• Work instructions
Transcribe exactly the lines that fall between the one holding "pub fn new(libraries: &Libraries, timeout: Duration)" and the one holding "fn mux_args(video: &Path, audio: &Path, dest: &Path)", inclusive, from the entries below.

[Records contained in a dataset]

^^^^

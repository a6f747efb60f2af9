use tracing::info;
use ytmux::logging::{init_tracing, LogFlush, LOG_FILE};

#[test]
fn flush_writes_everything_buffered_to_the_log_file() {
    let dir = tempfile::tempdir().unwrap();
    let flush = LogFlush::new(init_tracing(dir.path(), false).unwrap());

    for i in 0..2000 {
        info!(target: "ytmux", "candidate line {}", i);
    }
    info!(target: "ytmux", "final line");

    flush.clone().flush();
    flush.flush();

    let log = std::fs::read_to_string(dir.path().join(LOG_FILE)).unwrap();
    assert_eq!(log.lines().count(), 2001);
    assert!(log.lines().last().unwrap().contains("final line"));
}
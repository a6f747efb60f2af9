use super::Muxer;
use crate::error::{AppError, Result};
use async_trait::async_trait;
use std::path::{Path, PathBuf};
use std::time::Duration;
use tracing::instrument;
use yt_dlp::executor::Executor;
use yt_dlp::client::deps::Libraries;

/// [`Muxer`] backed by the `ffmpeg` executable, stream copy only.
pub struct Ffmpeg {
    executable: PathBuf,
    timeout: Duration,
}

impl Ffmpeg {
    pub fn new(libraries: &Libraries, timeout: Duration) -> Self {
        Self {
            executable: libraries.ffmpeg.clone(),
            timeout,
        }
    }
}

/// First video track of the first input, first audio track of the second,
/// both copied without re-encoding. `-strict experimental` lets older builds
/// put Opus into an MP4 container.
fn mux_args(video: &Path, audio: &Path, dest: &Path) -> Vec<String> {
    let mut args: Vec<String> = ["-hide_banner", "-loglevel", "error", "-y", "-i"]
        .map(String::from)
        .to_vec();
    args.push(video.to_string_lossy().into_owned());
    args.push("-i".to_string());
    args.push(audio.to_string_lossy().into_owned());
    args.extend(
        ["-map", "0:v:0", "-map", "1:a:0", "-c", "copy", "-strict", "experimental"]
            .map(String::from),
    );
    args.push(dest.to_string_lossy().into_owned());
    args
}

#[async_trait]
impl Muxer for Ffmpeg {
    fn name(&self) -> &'static str {
        "ffmpeg"
    }

    #[instrument(skip(self))]
    async fn mux(&self, video: &Path, audio: &Path, dest: &Path) -> Result<()> {
        let executor = Executor::new(self.executable.clone(), mux_args(video, audio, dest), self.timeout);

        executor
            .execute()
            .await
            .map_err(|e| AppError::Merge(format!("ffmpeg failed for {}: {}", dest.display(), e)))?;
        Ok(())
    }
}
use crate::config::RunConfig;
use crate::downloader::Downloader;
use crate::error::{AppError, Result};
use crate::merger::Merger;
use crate::model::{DownloadJob, VideoReference};
use crate::naming;
use crate::progress::DownloadProgress;
use crate::prompt::Prompt;
use crate::resolver;
use crate::selector;
use crate::tools::{MediaSource, Muxer};
use std::path::PathBuf;
use tokio::sync::watch;
use tracing::{error, info, instrument, warn};

/// Drives resolve → select → download → merge for every token and candidate.
///
/// A failure in one candidate is logged and recorded, and the loop moves on;
/// only an interrupt stops the run early.
pub struct Pipeline<'a> {
    source: &'a dyn MediaSource,
    muxer: &'a dyn Muxer,
    config: &'a RunConfig,
    interrupt: Option<watch::Receiver<bool>>,
}

impl<'a> Pipeline<'a> {
    pub fn new(source: &'a dyn MediaSource, muxer: &'a dyn Muxer, config: &'a RunConfig) -> Self {
        Self {
            source,
            muxer,
            config,
            interrupt: None,
        }
    }

    /// Stops the run once the flag behind `interrupt` turns true.
    pub fn with_interrupt(mut self, interrupt: watch::Receiver<bool>) -> Self {
        self.interrupt = Some(interrupt);
        self
    }

    pub async fn run(&self, tokens: &[String], prompt: &mut dyn Prompt) -> DownloadProgress {
        let mut progress = DownloadProgress::new();

        for token in tokens {
            if self.is_interrupted() {
                progress.interrupted = true;
                break;
            }
            self.run_token(token, prompt, &mut progress).await;
        }

        info!(
            "Run finished: {} succeeded, {} failed",
            progress.successes().len(),
            progress.failures().len()
        );
        progress
    }

    #[instrument(skip(self, prompt, progress))]
    async fn run_token(
        &self,
        token: &str,
        prompt: &mut dyn Prompt,
        progress: &mut DownloadProgress,
    ) {
        // An explicit destination is known before anything is fetched.
        if let Some(output) = naming::explicit_destination(self.config) {
            if let Err(e) = naming::ensure_available(&output, self.config.force) {
                error!("Skipping '{}': {}", token, e);
                progress.record_failure(token, &e);
                return;
            }
        }

        let references =
            match resolver::resolve(self.source, token, self.config.max_results).await {
                Ok(references) => references,
                Err(e) => {
                    error!("Could not resolve '{}': {}", token, e);
                    progress.record_failure(token, &e);
                    return;
                }
            };

        let total = references.len();
        for (index, reference) in references.iter().enumerate() {
            if self.is_interrupted() {
                progress.interrupted = true;
                return;
            }

            info!("Candidate {}/{}: {}", index + 1, total, reference);
            let start = std::time::Instant::now();

            match self.process_candidate(reference, prompt).await {
                Ok(output) => {
                    info!(
                        "Candidate {} completed in {:.1}s: {}",
                        index + 1,
                        start.elapsed().as_secs_f64(),
                        output.display()
                    );
                    progress.record_success(reference.to_string(), output);
                }
                Err(AppError::Interrupted) => {
                    warn!("Interrupted while processing {}", reference);
                    progress.record_failure(reference.to_string(), &AppError::Interrupted);
                    progress.interrupted = true;
                    return;
                }
                Err(e) => {
                    error!("Candidate {} failed: {}", reference, e);
                    progress.record_failure(reference.to_string(), &e);
                }
            }
        }
    }

    /// One candidate end to end. The destination is checked before any
    /// stream is listed or fetched.
    pub async fn process_candidate(
        &self,
        reference: &VideoReference,
        prompt: &mut dyn Prompt,
    ) -> Result<PathBuf> {
        let output = naming::destination(self.config, reference);
        naming::ensure_available(&output, self.config.force)?;

        let selection =
            selector::select_streams(self.source, reference, self.config, prompt).await?;
        let mut job = DownloadJob::new(reference.clone(), selection, output);

        let transfer = async {
            Downloader::new(self.source, self.config)
                .download(&mut job)
                .await?;
            Merger::new(self.muxer).merge(job).await
        };

        tokio::select! {
            result = transfer => result,
            _ = wait_for_interrupt(self.interrupt.clone()) => Err(AppError::Interrupted),
        }
    }

    fn is_interrupted(&self) -> bool {
        self.interrupt
            .as_ref()
            .map(|rx| *rx.borrow())
            .unwrap_or(false)
    }
}

/// Resolves once the flag is set; never resolves without a receiver or
/// after the sender is gone.
async fn wait_for_interrupt(interrupt: Option<watch::Receiver<bool>>) {
    let Some(mut rx) = interrupt else {
        return std::future::pending().await;
    };

    loop {
        if *rx.borrow_and_update() {
            return;
        }
        if rx.changed().await.is_err() {
            return std::future::pending().await;
        }
    }
}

^^^^

• Task response
    pub fn new(libraries: &Libraries, timeout: Duration) -> Self {
        Self {
            executable: libraries.ffmpeg.clone(),
            timeout,
        }
    }
}

/// First video track of the first input, first audio track of the second,
/// both copied without re-encoding. `-strict experimental` lets older builds
/// put Opus into an MP4 container.
fn mux_args(video: &Path, audio: &Path, dest: &Path) -> Vec<String> {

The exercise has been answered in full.